**The problem**.
All lines below containing the string "AtLeastOnce" are to be copied.

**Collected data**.
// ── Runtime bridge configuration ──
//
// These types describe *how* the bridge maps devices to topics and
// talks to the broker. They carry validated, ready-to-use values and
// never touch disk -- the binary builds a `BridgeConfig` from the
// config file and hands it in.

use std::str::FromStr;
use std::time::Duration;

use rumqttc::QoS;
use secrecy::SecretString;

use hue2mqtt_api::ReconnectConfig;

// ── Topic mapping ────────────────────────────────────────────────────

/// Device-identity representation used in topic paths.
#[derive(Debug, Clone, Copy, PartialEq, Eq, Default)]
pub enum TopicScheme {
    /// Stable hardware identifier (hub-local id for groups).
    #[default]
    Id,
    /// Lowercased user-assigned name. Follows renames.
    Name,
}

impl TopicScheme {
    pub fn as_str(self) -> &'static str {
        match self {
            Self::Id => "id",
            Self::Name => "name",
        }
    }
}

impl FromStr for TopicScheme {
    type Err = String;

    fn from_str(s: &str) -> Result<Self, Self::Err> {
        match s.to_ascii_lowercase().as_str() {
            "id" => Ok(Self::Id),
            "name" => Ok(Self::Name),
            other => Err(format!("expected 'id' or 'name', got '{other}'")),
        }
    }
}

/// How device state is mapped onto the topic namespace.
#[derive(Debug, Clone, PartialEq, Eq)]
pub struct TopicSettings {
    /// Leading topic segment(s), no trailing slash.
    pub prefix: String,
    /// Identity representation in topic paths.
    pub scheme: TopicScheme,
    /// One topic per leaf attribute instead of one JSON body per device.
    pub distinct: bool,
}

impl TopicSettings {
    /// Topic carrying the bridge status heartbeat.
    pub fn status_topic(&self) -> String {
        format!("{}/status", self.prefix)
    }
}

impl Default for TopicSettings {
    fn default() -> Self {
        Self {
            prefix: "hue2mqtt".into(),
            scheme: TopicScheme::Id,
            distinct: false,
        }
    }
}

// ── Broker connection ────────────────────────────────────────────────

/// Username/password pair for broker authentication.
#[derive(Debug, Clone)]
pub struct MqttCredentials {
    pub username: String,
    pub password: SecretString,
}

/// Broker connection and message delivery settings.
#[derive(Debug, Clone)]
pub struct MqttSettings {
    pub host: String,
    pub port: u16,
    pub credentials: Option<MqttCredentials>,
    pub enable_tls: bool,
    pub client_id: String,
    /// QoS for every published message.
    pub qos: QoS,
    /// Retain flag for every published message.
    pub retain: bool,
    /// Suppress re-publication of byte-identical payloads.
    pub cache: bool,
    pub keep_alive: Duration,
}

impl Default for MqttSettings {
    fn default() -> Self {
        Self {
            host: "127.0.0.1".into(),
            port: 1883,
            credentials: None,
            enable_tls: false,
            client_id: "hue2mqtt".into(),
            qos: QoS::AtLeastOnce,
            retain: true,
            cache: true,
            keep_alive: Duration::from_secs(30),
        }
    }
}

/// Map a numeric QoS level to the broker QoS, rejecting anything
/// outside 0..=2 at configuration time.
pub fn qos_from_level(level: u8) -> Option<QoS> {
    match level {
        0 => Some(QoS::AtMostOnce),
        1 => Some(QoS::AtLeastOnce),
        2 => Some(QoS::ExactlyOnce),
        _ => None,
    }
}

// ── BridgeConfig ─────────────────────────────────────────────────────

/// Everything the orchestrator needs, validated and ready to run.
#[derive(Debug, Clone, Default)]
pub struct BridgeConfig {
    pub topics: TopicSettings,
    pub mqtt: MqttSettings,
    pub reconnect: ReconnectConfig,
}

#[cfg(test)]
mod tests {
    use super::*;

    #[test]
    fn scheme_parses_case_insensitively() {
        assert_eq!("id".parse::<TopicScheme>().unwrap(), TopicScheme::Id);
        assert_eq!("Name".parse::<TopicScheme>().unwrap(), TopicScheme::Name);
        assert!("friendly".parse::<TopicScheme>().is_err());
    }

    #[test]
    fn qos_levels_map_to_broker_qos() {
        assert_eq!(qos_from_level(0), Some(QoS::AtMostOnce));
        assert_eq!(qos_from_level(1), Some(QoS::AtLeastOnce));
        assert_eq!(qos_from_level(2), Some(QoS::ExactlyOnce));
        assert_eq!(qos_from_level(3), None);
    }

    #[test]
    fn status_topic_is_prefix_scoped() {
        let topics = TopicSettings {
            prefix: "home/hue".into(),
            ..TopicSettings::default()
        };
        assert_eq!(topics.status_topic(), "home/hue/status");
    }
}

**Result of this task**.
            qos: QoS::AtLeastOnce,
        1 => Some(QoS::AtLeastOnce),
        assert_eq!(qos_from_level(1), Some(QoS::AtLeastOnce));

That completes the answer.